## Assignment
Of all the lines below, output only those starting at the one with "pub enum GpuComputeCapability" and ending at the one with "if *major >= 9)", both ends included, exactly as written.

## Exercise data
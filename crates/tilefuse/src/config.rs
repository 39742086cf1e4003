use std::path::PathBuf;

use serde::{Deserialize, Serialize};

/// Tiling parameters chosen by the autotuner for one kernel.
#[derive(Debug, Clone, Copy, PartialEq, Eq, Hash, Serialize, Deserialize)]
pub struct TritonGemmConfig {
    pub block_m: i64,
    pub block_n: i64,
    pub block_k: i64,
    pub split_k: i64,
    #[serde(default = "default_num_stages")]
    pub num_stages: i64,
    pub num_warps: i64,
    #[serde(default = "default_num_ctas")]
    pub num_ctas: i64,
}

fn default_num_stages() -> i64 {
    1
}

fn default_num_ctas() -> i64 {
    1
}

impl TritonGemmConfig {
    pub fn new(block_m: i64, block_n: i64, block_k: i64, split_k: i64, num_warps: i64) -> Self {
        Self {
            block_m,
            block_n,
            block_k,
            split_k,
            num_stages: 1,
            num_warps,
            num_ctas: 1,
        }
    }

    pub fn with_stages(mut self, num_stages: i64) -> Self {
        self.num_stages = num_stages;
        self
    }

    pub fn with_ctas(mut self, num_ctas: i64) -> Self {
        self.num_ctas = num_ctas;
        self
    }
}

impl Default for TritonGemmConfig {
    fn default() -> Self {
        Self::new(64, 64, 32, 1, 4)
    }
}

#[derive(Debug, Clone, PartialEq, Eq, Hash, Serialize, Deserialize)]
#[serde(tag = "vendor", rename_all = "lowercase")]
pub enum GpuComputeCapability {
    Cuda { major: u32, minor: u32 },
    Rocm { gfx: String },
}

impl GpuComputeCapability {
    pub fn cuda(major: u32, minor: u32) -> Self {
        GpuComputeCapability::Cuda { major, minor }
    }

    pub fn is_cuda(&self) -> bool {
        matches!(self, GpuComputeCapability::Cuda { .. })
    }

    pub fn is_at_least_ampere(&self) -> bool {
        matches!(self, GpuComputeCapability::Cuda { major, .. } if *major >= 8)
    }

    pub fn is_at_least_hopper(&self) -> bool {
        matches!(self, GpuComputeCapability::Cuda { major, .. } if *major >= 9)
    }

    /// Target name understood by the external Triton compiler driver.
    pub fn arch_name(&self) -> String {
        match self {
            GpuComputeCapability::Cuda { major, minor } => format!("sm_{major}{minor}"),
            GpuComputeCapability::Rocm { gfx } => gfx.clone(),
        }
    }
}

/// Capabilities of the GPU a kernel is generated for.
#[derive(Debug, Clone, PartialEq, Eq, Serialize, Deserialize)]
pub struct DeviceDescription {
    pub name: String,
    pub compute_capability: GpuComputeCapability,
    /// Opt-in shared memory limit per block, in bytes.
    pub shared_memory_per_block_optin: i64,
    pub threads_per_warp: i64,
    /// Location of the device math library linked for extern elementwise calls.
    #[serde(default)]
    pub libdevice_path: String,
}

impl DeviceDescription {
    pub fn a100() -> Self {
        Self {
            name: "NVIDIA A100-SXM4-80GB".to_string(),
            compute_capability: GpuComputeCapability::cuda(8, 0),
            shared_memory_per_block_optin: 166_912,
            threads_per_warp: 32,
            libdevice_path: "/usr/local/cuda/nvvm/libdevice/libdevice.10.bc".to_string(),
        }
    }

    pub fn h100() -> Self {
        Self {
            name: "NVIDIA H100 80GB HBM3".to_string(),
            compute_capability: GpuComputeCapability::cuda(9, 0),
            shared_memory_per_block_optin: 232_448,
            threads_per_warp: 32,
            libdevice_path: "/usr/local/cuda/nvvm/libdevice/libdevice.10.bc".to_string(),
        }
    }

    pub fn rtx3090() -> Self {
        Self {
            name: "NVIDIA GeForce RTX 3090".to_string(),
            compute_capability: GpuComputeCapability::cuda(8, 6),
            shared_memory_per_block_optin: 101_376,
            threads_per_warp: 32,
            libdevice_path: "/usr/local/cuda/nvvm/libdevice/libdevice.10.bc".to_string(),
        }
    }

    pub fn v100() -> Self {
        Self {
            name: "Tesla V100-SXM2-16GB".to_string(),
            compute_capability: GpuComputeCapability::cuda(7, 0),
            shared_memory_per_block_optin: 98_304,
            threads_per_warp: 32,
            libdevice_path: "/usr/local/cuda/nvvm/libdevice/libdevice.10.bc".to_string(),
        }
    }

    pub fn mi200() -> Self {
        Self {
            name: "AMD Instinct MI210".to_string(),
            compute_capability: GpuComputeCapability::Rocm {
                gfx: "gfx90a".to_string(),
            },
            shared_memory_per_block_optin: 65_536,
            threads_per_warp: 64,
            libdevice_path: "/opt/rocm/amdgcn/bitcode".to_string(),
        }
    }

    /// Looks up a preset by short name (`a100`, `h100`, `rtx3090`, `v100`, `mi200`).
    pub fn preset(name: &str) -> Option<Self> {
        match name.trim().to_ascii_lowercase().as_str() {
            "a100" => Some(Self::a100()),
            "h100" => Some(Self::h100()),
            "rtx3090" => Some(Self::rtx3090()),
            "v100" => Some(Self::v100()),
            "mi200" => Some(Self::mi200()),
            _ => None,
        }
    }
}

/// Debug switches that alter kernel generation.
#[derive(Debug, Clone, Default, PartialEq, Eq, Serialize, Deserialize)]
pub struct DebugOptions {
    pub enable_bf16_6way_gemm: bool,
    pub enable_bf16_3way_gemm: bool,
    /// Allows TF32 execution of f32 dots with default operand precision.
    pub enable_tf32: bool,
    pub enable_triton_hopper: bool,
    /// Directory receiving generated kernel text and lowering logs.
    pub dump_dir: Option<PathBuf>,
    /// Emits generated kernel text through `tracing` when no dump directory is set.
    pub dump_ir_to_log: bool,
}

impl DebugOptions {
    /// Reads `TILEFUSE_*` environment variables.
    pub fn from_env() -> Self {
        Self {
            enable_bf16_6way_gemm: env_flag("TILEFUSE_ENABLE_BF16_6WAY_GEMM"),
            enable_bf16_3way_gemm: env_flag("TILEFUSE_ENABLE_BF16_3WAY_GEMM"),
            enable_tf32: env_string("TILEFUSE_ENABLE_TF32")
                .map(|value| parse_flag(&value))
                .unwrap_or(true),
            enable_triton_hopper: env_flag("TILEFUSE_ENABLE_TRITON_HOPPER"),
            dump_dir: env_string("TILEFUSE_DUMP_DIR").map(PathBuf::from),
            dump_ir_to_log: env_flag("TILEFUSE_DUMP_IR"),
        }
    }
}

/// Trimmed value of `key`, `None` when unset or blank.
pub fn env_string(key: &str) -> Option<String> {
    std::env::var(key)
        .ok()
        .map(|value| value.trim().to_string())
        .filter(|value| !value.is_empty())
}

fn parse_flag(value: &str) -> bool {
    matches!(
        value.to_ascii_lowercase().as_str(),
        "1" | "true" | "yes" | "on"
    )
}

fn env_flag(key: &str) -> bool {
    env_string(key).map(|value| parse_flag(&value)).unwrap_or(false)
}

#[cfg(test)]
mod tests {
    use super::*;

    #[test]
    fn flags_accept_common_spellings() {
        assert!(parse_flag("1"));
        assert!(parse_flag("TRUE"));
        assert!(!parse_flag("0"));
        assert!(!parse_flag("off"));
    }

    #[test]
    fn presets_resolve_by_name() {
        let a100 = DeviceDescription::preset(" A100 ").unwrap();
        assert!(a100.compute_capability.is_at_least_ampere());
        assert!(!a100.compute_capability.is_at_least_hopper());
        assert_eq!(a100.compute_capability.arch_name(), "sm_80");
        assert!(DeviceDescription::preset("unknown").is_none());
    }

    #[test]
    fn gemm_config_deserializes_with_defaults() {
        let config: TritonGemmConfig = serde_json::from_str(
            r#"{"block_m":64,"block_n":32,"block_k":16,"split_k":1,"num_warps":4}"#,
        )
        .unwrap();
        assert_eq!(config.num_stages, 1);
        assert_eq!(config.num_ctas, 1);
    }
}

## Exercise response
pub enum GpuComputeCapability {
    Cuda { major: u32, minor: u32 },
    Rocm { gfx: String },
}

impl GpuComputeCapability {
    pub fn cuda(major: u32, minor: u32) -> Self {
        GpuComputeCapability::Cuda { major, minor }
    }

    pub fn is_cuda(&self) -> bool {
        matches!(self, GpuComputeCapability::Cuda { .. })
    }

    pub fn is_at_least_ampere(&self) -> bool {
        matches!(self, GpuComputeCapability::Cuda { major, .. } if *major >= 8)
    }

    pub fn is_at_least_hopper(&self) -> bool {
        matches!(self, GpuComputeCapability::Cuda { major, .. } if *major >= 9)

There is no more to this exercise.